Intangible objects such as noise, odor, or light can contribute to nuisance[i]. A nuisance resulting from intangible objects has the same legal effect as that arising from property usage or business performance in a particular manner. For nuisance arising from intangible objects, the remedy lies in an action for nuisance, based on interference with the right to use and enjoy the land[ii]. However, if such intangible invasion causes substantial damage to a plaintiff’s property, this damage will be considered an infringement on a plaintiff’s right to exclusive possession, and an action for trespass can be initiated[iii].
In order to recover under trespass for an indirect invasion, a plaintiff must show that[iv]:
- there was an invasion affecting his/her interest in the exclusive property possession;
- there was an intentional doing of an act that resulted in invasion;
- there was a reasonable foreseeability that the act done would result in an invasion of plaintiff’s possessory interest; and
- there was an actual and substantial damage to the property.
On proof of an intangible intrusion, a plaintiff can obtain injunctive relief in the form of a permanent injunction. Generally an injunctive relief is given in cases where the court is of a view that withholding of such relief will endanger a plaintiff’s health and safety. In all other cases, compensation is granted to plaintiffs in the form of money damages.

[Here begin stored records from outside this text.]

//! Deterministic simulation module
//!
//! All gameplay logic lives here. This module must be pure and deterministic:
//! - Fixed timestep only (every duration is a frame count)
//! - Seeded RNG only
//! - Stable iteration order (player one before player two)
//! - No rendering or platform dependencies

pub mod autopilot;
pub mod collision;
pub mod layout;
pub mod player;
pub mod state;
pub mod tick;
pub mod trees;
pub mod tunnel;

pub use collision::{Contact, Hazard, contact, resolve_trees, resolve_tunnel};
pub use layout::{TrainLayout, compute_layout};
pub use player::{Player, PlayerId, PlayerMode};
pub use state::{DeathCause, GameEvent, GamePhase, GameState};
pub use tick::{Command, TickInput, tick};
pub use trees::{Forest, Tree, TreeBand, TreeLayer, tree_cell};
pub use tunnel::{Tunnel, TunnelPhase};
//! Browser binding
//!
//! `WebGame` wraps the simulation for a JS host: key events go in, the host
//! calls [`WebGame::advance`] from `requestAnimationFrame`, and reads back the
//! strip pixels and a JSON snapshot for its HUD.

use wasm_bindgen::prelude::*;

use super::InputState;
use crate::consts::MAX_SUBSTEPS;
use crate::renderer::{FrameBuffer, FrameView};
use crate::settings::Settings;
use crate::sim::{GamePhase, GameState, tick};

/// Install the panic hook and console logger (safe to call more than once)
#[wasm_bindgen]
pub fn init() {
    console_error_panic_hook::set_once();
    // Already initialized is fine
    let _ = console_log::init_with_level(log::Level::Info);
}

#[wasm_bindgen]
pub struct WebGame {
    state: GameState,
    input: InputState,
    frame_buffer: FrameBuffer,
    accumulator: f64,
    last_time: Option<f64>,
    last_phase: GamePhase,
}

impl WebGame {
    fn from_settings(settings: Settings) -> Self {
        let seed = js_sys::Date::now() as u64;
        let frame_buffer = FrameBuffer::new(settings.display_size);
        let state = GameState::new(settings, seed);
        let last_phase = state.phase;
        log::info!("Surviving MBTA ready (seed {seed})");
        Self {
            state,
            input: InputState::new(),
            frame_buffer,
            accumulator: 0.0,
            last_time: None,
            last_phase,
        }
    }

    pub fn state(&self) -> &GameState {
        &self.state
    }
}

#[wasm_bindgen]
impl WebGame {
    /// New game with settings from LocalStorage
    #[wasm_bindgen(constructor)]
    pub fn new() -> WebGame {
        Self::from_settings(Settings::load())
    }

    /// New game with explicit settings; rejects invalid JSON
    pub fn with_settings(json: &str) -> Result<WebGame, JsValue> {
        let settings = Settings::from_json(json).map_err(|e| JsValue::from_str(&e.to_string()))?;
        settings.save();
        Ok(Self::from_settings(settings))
    }

    /// Returns true if the key is bound
    pub fn key_down(&mut self, key: &str, repeat: bool) -> bool {
        self.input.key_down(key, repeat)
    }

    pub fn key_up(&mut self, key: &str) {
        self.input.key_up(key);
    }

    /// Drop held keys when the page loses focus
    pub fn release_keys(&mut self) {
        self.input.release_all();
    }

    pub fn set_idle_mode(&mut self, idle: bool) {
        self.input.idle_mode = idle;
    }

    /// Run exactly one simulation frame
    pub fn step(&mut self) {
        let input = self.input.take_tick_input();
        tick(&mut self.state, &input);

        if self.state.phase != self.last_phase {
            log::info!("Phase {:?} -> {:?}", self.last_phase, self.state.phase);
            self.last_phase = self.state.phase;
        }
        self.frame_buffer.compose(&self.state);
    }

    /// Advance by wall-clock time (ms, from `requestAnimationFrame`) with a
    /// fixed timestep. Returns the number of frames simulated.
    pub fn advance(&mut self, now_ms: f64) -> u32 {
        let frame_ms = 1000.0 / self.state.settings.assumed_fps.max(1) as f64;
        let dt = match self.last_time {
            // Clamp long pauses (background tab)
            Some(last) => (now_ms - last).clamp(0.0, 100.0),
            None => frame_ms,
        };
        self.last_time = Some(now_ms);
        self.accumulator += dt;

        let mut substeps = 0;
        while self.accumulator >= frame_ms && substeps < MAX_SUBSTEPS {
            self.step();
            self.accumulator -= frame_ms;
            substeps += 1;
        }
        if substeps == MAX_SUBSTEPS {
            self.accumulator = self.accumulator.min(frame_ms);
        }
        substeps
    }

    /// RGBA bytes, four per cell; alpha 0 = transparent
    pub fn pixels(&self) -> Vec<u8> {
        self.frame_buffer.as_bytes().to_vec()
    }

    pub fn snapshot_json(&self) -> String {
        FrameView::capture(&self.state).to_json()
    }

    pub fn display_size(&self) -> usize {
        self.state.settings.display_size
    }

    pub fn pixel_size(&self) -> f32 {
        self.state.settings.pixel_size
    }

    pub fn frame(&self) -> u64 {
        self.state.frame
    }
}

impl Default for WebGame {
    fn default() -> Self {
        Self::new()
    }
}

In Harris v. Paine, 1993 R.I. Super. Lexis 34 (R.I. Super. Ct. 1993), plaintiff landowners brought an action against defendant town for injunctive relief and compensatory damages. Here plaintiff alleged that they were experiencing significant problems of odor, noise, and vibrations from the town’s operation of the pumping station and a diesel generator which was used as a back-up power source. Defendant town disputed plaintiff’s argument and contented that if there was a nuisance, plaintiff were entitled only for money damages. The court after perusing the evidence observed that, activities which unreasonably interfere with a person’s use and enjoyment of property will amount to nuisance. Since pumping station’s location and operation amounted to private nuisance, the plaintiff was granted both injunctive relief and money damages.
A violation of law, criminal conduct, or acts and businesses that add to pollution of air and water also amount to nuisance. Activities that disturb a public food supply or which cause an interference with the well-recognized property right of people can be challenged in court as a nuisance.
However, violation of a criminal statute or a state regulation does not constitute a nuisance in itself. But some courts have held that violation of a valid statute enacted to preserve public health, safety, and welfare is a nuisance. Similarly, a repeated criminal statute violation is a public nuisance per se[v]. Criminal conduct resulting in a nuisance will also draw liability for a public nuisance[vi].
[i] Mock v. Potlatch Corp., 786 F. Supp. 1545 (D. Idaho 1992).
[ii] Klumper v. Vogelgesang, 16 Ohio Dec. 56 (Ohio Cincinnati Super. Ct. 1905).
[iii] Gill v. LDI, 19 F. Supp. 2d 1188 (W.D. Wash. 1998).
[iv] In re WorldCom, Inc., 320 B.R. 772 (Bankr. S.D.N.Y. 2005).
[v] Morgan County Concrete Co. v. Tanner, 374 So. 2d 1344 (Ala. 1979).
[vi] Melton v. Boustred, 183 Cal. App. 4th 521 (Cal. App. 6th Dist. 2010).